FilterGus 0.2

(Documentation version 0.2.0)

Welcome to FilterGus 0.2, a simple, nice and free approach to Information Filtering!

Attention: the 0.2 version has totally innovated the previous one and is the first non-
experimental release of this Project! Take a look at a brief, user-oriented description of it !

FilterGus is a simple Java Program that filters up any kind of textual documents, provided with Profiles of the user's actual interests. This project is at its very beginning, and by now it's just something more than a keyword-parser.

What it is

Theoretically..

It is an Information Filtering program, which employs somehow innovative approaches to this task, the program being written as a Java applet, and by the way it should be the very first full-working applet on this task, pubblicly released over the Internet.
I am currently working on my Thesis on the development of an innovative Information Filtering system, and this little applet was motivated by the curiosity to see if some ideas I had were a practical way to cover some aspects of the IF task as personal filtering, for instance. Anyway this program and its algorithms have little or nothing to share with my Thesis Project, and they are developed only as a personal interest. I will try to keep away all the technical jargon, at least in this first docs release..
The key idea was to explore the use of RL grammars (and their fast analizers) to the problem of IF, particularly the personal IF ..What is better than a little program embedded in a browser for this tasks? ..The bet is using this framework (ad-hoc revisited anyway) for coping with natural languages morphological variations (don't think to English!) extending it for augment the effectiveness of the filtering process.. The scanning algorithm thought for this kind of application was called fancifully the Matching Tree Algorithm so we can boast that FilterGus uses a MTA technique. It has been especially designed by me for this task with a target of maximum low-level working mechanism. By now it has been implemented in a half-way level for short.
This was just a bit of theory, quite far from the actual implemented reality..

Practically..

This simple program will start up when you load (locally) the starting HTML page. Giving it an URL you can filter it out and receive a score based on a profile you have previously loaded.
It's useful to people that needs to search through a great number of documents. It can save a lot of time! For example, if you need to do a big search on a lot of documents, maybe from a Search Engine, you could consider the effort to write a profile, i.e. a file that describes to FilterGus what you're looking for. In this actual release a profile it's just a list of words, with some attribute as the score if matched, or the suffixes allowed. But this tiny program lets you do a lot more: with the right profiles it can filters out every kind of textual document, not only HTML, even if, for this format (and other hypertexts formats) it performs special searching abilities. See next if you're interested to know how it works and how to write your profiles.

How it Works

Profile

The Profile is made up with XML1.0 files with the .gus suffix. So you can edit them with your text editor as long as the right syntax is maintaned. These files define a kind of language that can teach to 'Gus many things about the documents he's going to parse for you. You can tell him particularly important areas of a document, for example the title, and to emphasize the words found there using the dw="" attribute.
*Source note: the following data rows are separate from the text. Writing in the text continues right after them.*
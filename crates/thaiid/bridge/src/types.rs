//! Wire types exchanged with the controller

use std::fmt;
use std::str::FromStr;

use serde::{Deserialize, Serialize};
use thaiid_card::CardRecord;

/// A command issued by the controller
#[derive(Debug, Clone, PartialEq, Eq, Hash)]
pub enum RemoteCommand {
    /// Read the card in the reader
    ReadCard,
    /// Discard the current record and photo
    ClearData,
    /// The controller saved the current record
    SaveData,
    /// Anything else, kept verbatim
    Unknown(String),
}

impl RemoteCommand {
    /// Name used on the wire
    pub fn as_str(&self) -> &str {
        match self {
            Self::ReadCard => "read_card",
            Self::ClearData => "clear_data",
            Self::SaveData => "save_data",
            Self::Unknown(name) => name,
        }
    }
}

impl From<&str> for RemoteCommand {
    fn from(s: &str) -> Self {
        match s.trim() {
            "read_card" => Self::ReadCard,
            "clear_data" => Self::ClearData,
            "save_data" => Self::SaveData,
            other => Self::Unknown(other.to_string()),
        }
    }
}

impl FromStr for RemoteCommand {
    type Err = std::convert::Infallible;

    fn from_str(s: &str) -> Result<Self, Self::Err> {
        Ok(Self::from(s))
    }
}

impl fmt::Display for RemoteCommand {
    fn fmt(&self, f: &mut fmt::Formatter<'_>) -> fmt::Result {
        f.write_str(self.as_str())
    }
}

/// Body of `GET /api/command/latest`
#[derive(Debug, Clone, Default, PartialEq, Eq, Serialize, Deserialize)]
#[serde(default, rename_all = "camelCase")]
pub struct CommandPoll {
    /// Whether a command is pending
    pub has_command: bool,
    /// The pending command
    #[serde(skip_serializing_if = "Option::is_none")]
    pub command: Option<String>,
}

impl CommandPoll {
    /// The pending command, if the body announces one
    pub fn pending(&self) -> Option<RemoteCommand> {
        match (&self.has_command, &self.command) {
            (true, Some(name)) if !name.trim().is_empty() => Some(name.as_str().into()),
            _ => None,
        }
    }
}

/// Body of `POST /api/command/acknowledge`
#[derive(Debug, Clone, PartialEq, Eq, Serialize, Deserialize)]
#[serde(rename_all = "camelCase")]
pub struct Acknowledge {
    /// The command being acknowledged
    pub command: String,
    /// Acknowledging device
    pub device_id: String,
}

/// Body of `POST /api/card/update`
#[derive(Debug, Clone, PartialEq, Eq, Serialize, Deserialize)]
#[serde(tag = "type", rename_all = "snake_case", rename_all_fields = "camelCase")]
pub enum CardUpdate {
    /// A freshly read record and its photo
    CardData {
        /// Sending device
        device_id: String,
        /// Unix epoch milliseconds
        timestamp: i64,
        /// The record
        data: CardRecord,
        /// Base64 photo
        #[serde(default, skip_serializing_if = "Option::is_none")]
        photo: Option<String>,
    },
    /// A human readable status line
    Status {
        /// Sending device
        device_id: String,
        /// Unix epoch milliseconds
        timestamp: i64,
        /// Status text
        message: String,
    },
}

#[cfg(test)]
mod tests {
    use serde_json::json;
    use thaiid_card::FieldKey;

    use super::*;

    #[test]
    fn test_parse_commands() {
        assert_eq!(RemoteCommand::from("read_card"), RemoteCommand::ReadCard);
        assert_eq!(RemoteCommand::from(" clear_data "), RemoteCommand::ClearData);
        assert_eq!(RemoteCommand::from("save_data"), RemoteCommand::SaveData);
        assert_eq!(
            RemoteCommand::from("reboot"),
            RemoteCommand::Unknown("reboot".into())
        );
        assert_eq!(RemoteCommand::Unknown("reboot".into()).to_string(), "reboot");
    }

    #[test]
    fn test_command_poll() {
        let poll: CommandPoll =
            serde_json::from_str(r#"{"hasCommand":true,"command":"read_card"}"#).unwrap();
        assert_eq!(poll.pending(), Some(RemoteCommand::ReadCard));

        let poll: CommandPoll = serde_json::from_str(r#"{"hasCommand":false}"#).unwrap();
        assert_eq!(poll.pending(), None);

        let poll: CommandPoll = serde_json::from_str(r#"{"hasCommand":true}"#).unwrap();
        assert_eq!(poll.pending(), None);
    }

    #[test]
    fn test_card_update_shapes() {
        let update = CardUpdate::CardData {
            device_id: "dev-1".into(),
            timestamp: 1_700_000_000_000,
            data: CardRecord::default().with(FieldKey::Cid, "1101700203451"),
            photo: None,
        };
        let value = serde_json::to_value(&update).unwrap();
        assert_eq!(value["type"], "card_data");
        assert_eq!(value["deviceId"], "dev-1");
        assert_eq!(value["data"]["CID"], "1101700203451");
        assert!(value.get("photo").is_none());

        let update = CardUpdate::Status {
            device_id: "dev-1".into(),
            timestamp: 1,
            message: "พร้อมใช้งาน".into(),
        };
        assert_eq!(
            serde_json::to_value(&update).unwrap(),
            json!({"type": "status", "deviceId": "dev-1", "timestamp": 1, "message": "พร้อมใช้งาน"})
        );
    }
}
Also you can express the importance of a word giving it a score, using the cw="" attribute. (The following description is not necessary reading because FilterGus can make all the work for you without any knowledge of the behind the scenes)
So, an element in a .gus file looks like this: <E WORD="word" DW="x" CW="y" >

DW= specifies the weight in the document for that word
CW= is the content weight for that word, by now you have the following choices:

CW="-" adds with negative weight: used when you don't want that word!
CW="0" don't add anything, useful for stoplist words, for example. The default
CW="1" a good word for this profile
CW="2" a very good word

The final score is normalised, so that it can be negative and not bigger than 100. It's made up with all the partial sums of matching words, when their cw is different from zero.
Then, you can use many word variants in one expression, to obtain the same result a stemmer can obtain, more or less.(This point was interesting for testing if this different approach could allow both good Precison and Recall at the same time while dealing with morphological variations; but the real test shouldn't be performed only on the English language that is too coarse in this aspect).
Profiles in this early version are extracted from a document when you push the "feedback" button. It is just a sketched functionality insofar, reporting all the non-matching words, with stamdarda score and without caring about suffixes. By now it's your task to edit it manually if you want a very high quality.
Talking about sophisticated profile handling, remember that profiles can be layered, so you can treat them as Java classes, for example, reusing them as more as possible. If you're going to make a profile about some particular hardware component, for example, try to write down two or three profile, one for Computers, another for Hardware and the last one for your actual need. Of course, you'll better look here for those general-purpose profiles, and if you write your own ones, please send them here! A central Profile database would allow 'Gus to enter in the world of Social (or collaborative) Filtering, in the clumsiest way, being him an Octopus..
You noticed that FilterGus loads always some default profiles; they're written in the startup.gus file --where you'll find all the System's variables-- they're a standard stoplist (go take a look) and a short HTML profile, where you'll see an example of dw attributes set to discriminate between structured text.
Also suffixes can be set, up to nine in this version, so you can express the way a word can match; a special suffix is the "+" one that handles regular English plurals (casualty-casualties, etc.) and the "*" that works like in regular expressions. This aspect is to be refined because the goal is to keep it unspecific about languages and relying all on loaded profiles. For example, you want to match computer , computers , computing , computation , computations , ..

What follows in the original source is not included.